== Provided material ==
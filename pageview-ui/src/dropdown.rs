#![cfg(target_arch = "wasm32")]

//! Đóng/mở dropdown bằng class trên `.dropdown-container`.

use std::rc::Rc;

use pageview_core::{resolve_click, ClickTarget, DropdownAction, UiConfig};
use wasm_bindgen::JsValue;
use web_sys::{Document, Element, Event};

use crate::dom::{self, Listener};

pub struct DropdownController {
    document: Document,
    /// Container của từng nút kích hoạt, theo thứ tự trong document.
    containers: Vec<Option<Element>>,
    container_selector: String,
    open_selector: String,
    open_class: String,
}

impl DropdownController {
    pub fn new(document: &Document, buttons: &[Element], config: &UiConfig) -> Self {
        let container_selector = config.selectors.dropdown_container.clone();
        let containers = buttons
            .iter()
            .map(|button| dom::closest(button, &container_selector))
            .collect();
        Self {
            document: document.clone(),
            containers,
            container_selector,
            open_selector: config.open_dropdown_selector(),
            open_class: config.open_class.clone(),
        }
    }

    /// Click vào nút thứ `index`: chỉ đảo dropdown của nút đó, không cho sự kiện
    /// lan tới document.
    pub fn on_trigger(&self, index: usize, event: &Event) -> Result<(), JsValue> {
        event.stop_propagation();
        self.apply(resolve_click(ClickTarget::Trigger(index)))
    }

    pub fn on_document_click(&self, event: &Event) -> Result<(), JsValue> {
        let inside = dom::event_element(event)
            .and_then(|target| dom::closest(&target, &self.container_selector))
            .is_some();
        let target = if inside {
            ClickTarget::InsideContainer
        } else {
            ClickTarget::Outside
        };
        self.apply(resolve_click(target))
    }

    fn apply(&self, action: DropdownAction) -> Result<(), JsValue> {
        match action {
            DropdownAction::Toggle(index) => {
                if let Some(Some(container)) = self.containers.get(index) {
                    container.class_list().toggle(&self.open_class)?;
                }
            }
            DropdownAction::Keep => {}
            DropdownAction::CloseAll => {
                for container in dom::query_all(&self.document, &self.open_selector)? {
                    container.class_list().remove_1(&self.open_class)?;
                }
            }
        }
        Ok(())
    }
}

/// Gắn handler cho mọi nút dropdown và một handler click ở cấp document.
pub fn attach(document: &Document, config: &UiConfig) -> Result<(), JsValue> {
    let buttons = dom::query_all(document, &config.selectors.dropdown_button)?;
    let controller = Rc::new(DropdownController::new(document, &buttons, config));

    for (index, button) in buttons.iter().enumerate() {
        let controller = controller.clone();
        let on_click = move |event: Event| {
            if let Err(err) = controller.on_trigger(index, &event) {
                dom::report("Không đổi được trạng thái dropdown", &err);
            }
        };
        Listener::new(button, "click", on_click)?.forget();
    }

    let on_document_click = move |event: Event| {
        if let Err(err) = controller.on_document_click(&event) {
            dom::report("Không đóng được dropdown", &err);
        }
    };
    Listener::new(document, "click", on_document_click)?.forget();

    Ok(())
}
===
== Provided material ==
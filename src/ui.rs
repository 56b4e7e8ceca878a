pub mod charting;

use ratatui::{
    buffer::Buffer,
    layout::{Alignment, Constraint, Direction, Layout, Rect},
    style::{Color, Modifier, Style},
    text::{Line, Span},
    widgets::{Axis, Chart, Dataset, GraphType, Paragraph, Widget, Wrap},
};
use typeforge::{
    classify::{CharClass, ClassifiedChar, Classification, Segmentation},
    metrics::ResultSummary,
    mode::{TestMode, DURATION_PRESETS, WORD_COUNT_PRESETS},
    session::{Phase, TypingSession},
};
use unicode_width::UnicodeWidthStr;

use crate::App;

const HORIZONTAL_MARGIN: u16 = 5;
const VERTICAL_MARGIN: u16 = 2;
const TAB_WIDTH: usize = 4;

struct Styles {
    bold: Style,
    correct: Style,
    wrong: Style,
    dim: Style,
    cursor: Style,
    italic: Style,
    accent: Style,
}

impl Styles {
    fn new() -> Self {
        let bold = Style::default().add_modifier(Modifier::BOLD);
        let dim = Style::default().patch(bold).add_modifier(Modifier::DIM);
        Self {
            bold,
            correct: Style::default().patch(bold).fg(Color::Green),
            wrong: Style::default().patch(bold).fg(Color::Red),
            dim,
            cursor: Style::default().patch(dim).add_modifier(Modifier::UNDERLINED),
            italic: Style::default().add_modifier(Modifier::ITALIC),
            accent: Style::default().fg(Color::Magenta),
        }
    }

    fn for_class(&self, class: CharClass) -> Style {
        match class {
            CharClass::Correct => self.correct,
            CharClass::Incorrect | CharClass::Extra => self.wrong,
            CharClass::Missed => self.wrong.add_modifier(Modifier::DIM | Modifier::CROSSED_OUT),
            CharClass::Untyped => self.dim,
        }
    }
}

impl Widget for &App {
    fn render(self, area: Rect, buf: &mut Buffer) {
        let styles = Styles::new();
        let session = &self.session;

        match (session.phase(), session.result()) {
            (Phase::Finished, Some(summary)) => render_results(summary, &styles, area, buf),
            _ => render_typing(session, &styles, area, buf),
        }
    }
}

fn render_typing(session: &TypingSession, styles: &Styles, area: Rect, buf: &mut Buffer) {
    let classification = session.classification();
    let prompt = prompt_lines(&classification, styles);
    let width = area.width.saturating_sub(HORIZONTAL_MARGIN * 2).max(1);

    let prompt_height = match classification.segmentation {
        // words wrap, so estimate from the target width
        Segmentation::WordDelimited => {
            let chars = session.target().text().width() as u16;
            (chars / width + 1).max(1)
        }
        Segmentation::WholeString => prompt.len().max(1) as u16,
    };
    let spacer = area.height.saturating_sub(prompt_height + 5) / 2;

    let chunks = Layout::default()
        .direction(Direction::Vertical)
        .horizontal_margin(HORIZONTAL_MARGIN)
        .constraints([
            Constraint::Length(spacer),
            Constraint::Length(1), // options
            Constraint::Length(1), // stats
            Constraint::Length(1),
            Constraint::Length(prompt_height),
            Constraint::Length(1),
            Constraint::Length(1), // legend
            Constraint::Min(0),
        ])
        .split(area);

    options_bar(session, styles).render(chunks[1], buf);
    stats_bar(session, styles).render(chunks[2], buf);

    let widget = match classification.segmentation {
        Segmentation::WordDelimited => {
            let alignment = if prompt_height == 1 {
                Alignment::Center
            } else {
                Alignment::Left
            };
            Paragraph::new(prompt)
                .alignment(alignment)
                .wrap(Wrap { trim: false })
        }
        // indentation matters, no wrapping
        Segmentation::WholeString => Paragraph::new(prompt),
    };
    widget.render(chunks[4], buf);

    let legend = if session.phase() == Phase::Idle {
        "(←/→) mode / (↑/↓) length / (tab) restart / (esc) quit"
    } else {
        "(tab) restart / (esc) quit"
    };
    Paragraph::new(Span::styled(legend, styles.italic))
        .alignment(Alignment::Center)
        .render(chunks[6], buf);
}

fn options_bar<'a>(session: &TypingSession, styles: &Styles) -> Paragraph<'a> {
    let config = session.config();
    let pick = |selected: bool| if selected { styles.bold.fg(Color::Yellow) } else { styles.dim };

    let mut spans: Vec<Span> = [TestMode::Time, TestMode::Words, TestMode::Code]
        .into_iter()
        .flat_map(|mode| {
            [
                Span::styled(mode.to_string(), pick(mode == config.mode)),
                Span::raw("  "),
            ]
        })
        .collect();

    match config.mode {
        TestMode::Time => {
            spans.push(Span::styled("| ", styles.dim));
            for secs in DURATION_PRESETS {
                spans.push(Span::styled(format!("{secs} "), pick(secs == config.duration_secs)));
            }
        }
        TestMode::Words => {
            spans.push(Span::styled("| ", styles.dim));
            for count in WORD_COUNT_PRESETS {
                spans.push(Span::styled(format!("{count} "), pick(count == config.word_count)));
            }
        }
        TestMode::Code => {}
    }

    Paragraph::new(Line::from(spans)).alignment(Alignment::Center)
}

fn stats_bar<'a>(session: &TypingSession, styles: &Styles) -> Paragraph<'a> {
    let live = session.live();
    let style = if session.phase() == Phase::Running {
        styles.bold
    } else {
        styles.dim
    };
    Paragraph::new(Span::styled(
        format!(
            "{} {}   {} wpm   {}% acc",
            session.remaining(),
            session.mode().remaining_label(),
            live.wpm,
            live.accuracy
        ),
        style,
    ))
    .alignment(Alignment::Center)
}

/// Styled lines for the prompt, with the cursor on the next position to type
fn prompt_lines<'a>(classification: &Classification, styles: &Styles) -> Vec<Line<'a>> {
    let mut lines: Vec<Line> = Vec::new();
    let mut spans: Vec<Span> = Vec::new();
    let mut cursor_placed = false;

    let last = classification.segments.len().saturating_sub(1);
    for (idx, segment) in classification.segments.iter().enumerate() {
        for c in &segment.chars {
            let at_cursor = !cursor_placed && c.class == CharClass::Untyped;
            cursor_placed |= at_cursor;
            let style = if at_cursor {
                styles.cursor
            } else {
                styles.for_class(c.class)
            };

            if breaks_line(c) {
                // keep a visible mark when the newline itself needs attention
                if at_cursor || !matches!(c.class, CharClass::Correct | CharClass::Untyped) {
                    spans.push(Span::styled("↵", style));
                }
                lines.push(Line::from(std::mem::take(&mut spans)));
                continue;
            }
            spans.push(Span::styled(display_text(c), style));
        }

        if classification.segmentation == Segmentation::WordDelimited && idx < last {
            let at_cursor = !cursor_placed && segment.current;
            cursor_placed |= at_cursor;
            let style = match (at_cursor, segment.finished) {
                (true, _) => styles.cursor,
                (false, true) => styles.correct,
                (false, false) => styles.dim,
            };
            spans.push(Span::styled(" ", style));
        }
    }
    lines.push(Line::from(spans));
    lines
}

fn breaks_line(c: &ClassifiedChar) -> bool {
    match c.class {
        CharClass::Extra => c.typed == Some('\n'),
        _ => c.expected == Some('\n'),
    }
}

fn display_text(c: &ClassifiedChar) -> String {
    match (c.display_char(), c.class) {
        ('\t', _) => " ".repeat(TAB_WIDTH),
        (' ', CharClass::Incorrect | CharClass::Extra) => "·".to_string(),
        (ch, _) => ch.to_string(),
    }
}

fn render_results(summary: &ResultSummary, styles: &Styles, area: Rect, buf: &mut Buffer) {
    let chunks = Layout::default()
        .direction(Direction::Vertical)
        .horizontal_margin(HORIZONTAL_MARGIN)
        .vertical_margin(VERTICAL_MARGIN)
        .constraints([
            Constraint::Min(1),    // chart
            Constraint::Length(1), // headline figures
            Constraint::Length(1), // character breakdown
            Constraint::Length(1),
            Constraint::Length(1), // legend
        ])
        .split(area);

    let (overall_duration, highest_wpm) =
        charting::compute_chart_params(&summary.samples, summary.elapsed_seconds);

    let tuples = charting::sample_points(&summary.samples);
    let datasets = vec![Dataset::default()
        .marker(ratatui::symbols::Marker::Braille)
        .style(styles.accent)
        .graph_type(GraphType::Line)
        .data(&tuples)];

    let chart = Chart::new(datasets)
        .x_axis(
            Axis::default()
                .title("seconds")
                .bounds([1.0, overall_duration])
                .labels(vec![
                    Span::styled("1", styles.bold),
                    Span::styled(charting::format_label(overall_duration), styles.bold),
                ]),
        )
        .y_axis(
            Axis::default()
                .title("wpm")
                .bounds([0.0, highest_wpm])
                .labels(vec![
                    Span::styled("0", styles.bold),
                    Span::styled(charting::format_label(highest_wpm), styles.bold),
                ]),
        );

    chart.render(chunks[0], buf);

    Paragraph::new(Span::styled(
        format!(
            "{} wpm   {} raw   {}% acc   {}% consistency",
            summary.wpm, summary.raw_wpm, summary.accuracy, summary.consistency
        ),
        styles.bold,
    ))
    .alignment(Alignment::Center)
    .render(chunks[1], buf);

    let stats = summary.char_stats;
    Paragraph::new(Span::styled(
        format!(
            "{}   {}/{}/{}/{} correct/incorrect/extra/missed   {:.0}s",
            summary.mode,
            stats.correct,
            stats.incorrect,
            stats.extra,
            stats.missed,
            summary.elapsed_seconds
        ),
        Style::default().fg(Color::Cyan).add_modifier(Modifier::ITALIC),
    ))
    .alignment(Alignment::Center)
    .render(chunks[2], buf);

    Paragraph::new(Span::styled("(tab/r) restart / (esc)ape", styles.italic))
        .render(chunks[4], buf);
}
===
== Provided material ==
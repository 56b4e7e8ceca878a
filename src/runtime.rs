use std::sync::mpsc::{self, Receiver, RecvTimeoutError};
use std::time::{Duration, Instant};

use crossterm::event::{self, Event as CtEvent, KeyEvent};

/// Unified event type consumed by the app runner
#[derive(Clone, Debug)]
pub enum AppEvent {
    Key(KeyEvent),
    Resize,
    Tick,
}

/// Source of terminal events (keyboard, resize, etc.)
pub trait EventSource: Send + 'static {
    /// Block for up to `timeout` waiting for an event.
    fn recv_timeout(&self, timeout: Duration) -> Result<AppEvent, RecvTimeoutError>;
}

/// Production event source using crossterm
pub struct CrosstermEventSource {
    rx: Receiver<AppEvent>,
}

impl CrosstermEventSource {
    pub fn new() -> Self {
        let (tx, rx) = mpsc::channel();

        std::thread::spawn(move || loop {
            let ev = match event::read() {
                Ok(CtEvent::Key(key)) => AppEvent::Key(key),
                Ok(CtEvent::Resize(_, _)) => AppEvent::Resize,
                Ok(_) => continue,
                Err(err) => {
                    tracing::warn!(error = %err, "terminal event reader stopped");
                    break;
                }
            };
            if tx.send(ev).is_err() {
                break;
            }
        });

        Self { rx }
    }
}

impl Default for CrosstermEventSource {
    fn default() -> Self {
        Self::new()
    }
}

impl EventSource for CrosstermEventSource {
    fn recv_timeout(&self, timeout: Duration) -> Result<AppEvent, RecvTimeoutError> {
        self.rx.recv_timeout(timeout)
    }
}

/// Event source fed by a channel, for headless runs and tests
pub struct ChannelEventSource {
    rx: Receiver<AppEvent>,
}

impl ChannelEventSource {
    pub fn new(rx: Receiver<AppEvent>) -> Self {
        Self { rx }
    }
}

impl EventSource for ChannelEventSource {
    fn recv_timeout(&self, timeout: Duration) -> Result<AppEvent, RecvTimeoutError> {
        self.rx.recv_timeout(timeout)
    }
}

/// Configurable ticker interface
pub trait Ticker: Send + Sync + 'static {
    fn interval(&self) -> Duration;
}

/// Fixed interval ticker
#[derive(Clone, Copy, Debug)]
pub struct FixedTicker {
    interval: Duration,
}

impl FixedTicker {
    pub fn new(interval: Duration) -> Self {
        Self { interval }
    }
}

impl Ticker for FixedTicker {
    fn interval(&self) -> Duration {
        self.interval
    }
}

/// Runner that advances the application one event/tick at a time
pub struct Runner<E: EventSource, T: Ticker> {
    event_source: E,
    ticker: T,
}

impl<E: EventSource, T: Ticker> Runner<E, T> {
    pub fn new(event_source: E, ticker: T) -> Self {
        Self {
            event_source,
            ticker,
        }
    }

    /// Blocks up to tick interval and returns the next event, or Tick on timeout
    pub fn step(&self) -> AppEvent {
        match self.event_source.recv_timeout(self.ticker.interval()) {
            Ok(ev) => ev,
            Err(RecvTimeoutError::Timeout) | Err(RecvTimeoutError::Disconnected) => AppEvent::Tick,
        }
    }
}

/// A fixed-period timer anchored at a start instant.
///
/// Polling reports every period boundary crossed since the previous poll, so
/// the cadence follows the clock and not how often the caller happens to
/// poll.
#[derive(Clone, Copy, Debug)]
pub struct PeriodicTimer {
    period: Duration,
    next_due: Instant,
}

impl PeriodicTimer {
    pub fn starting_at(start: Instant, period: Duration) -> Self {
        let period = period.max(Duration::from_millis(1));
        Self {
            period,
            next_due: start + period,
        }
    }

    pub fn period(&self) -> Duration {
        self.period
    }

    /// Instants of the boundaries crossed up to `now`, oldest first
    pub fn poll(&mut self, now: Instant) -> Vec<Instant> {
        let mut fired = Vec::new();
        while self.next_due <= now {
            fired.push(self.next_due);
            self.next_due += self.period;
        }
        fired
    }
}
===
Exercise brief:
Reproduce the entries above exactly, but only the lines between the line holding "ở cấp document." and the line holding "Rc::new(DropdownController::new(document, &buttons, config));", inclusive.

Solution for this problem:
/// Gắn handler cho mọi nút dropdown và một handler click ở cấp document.
pub fn attach(document: &Document, config: &UiConfig) -> Result<(), JsValue> {
    let buttons = dom::query_all(document, &config.selectors.dropdown_button)?;
    let controller = Rc::new(DropdownController::new(document, &buttons, config));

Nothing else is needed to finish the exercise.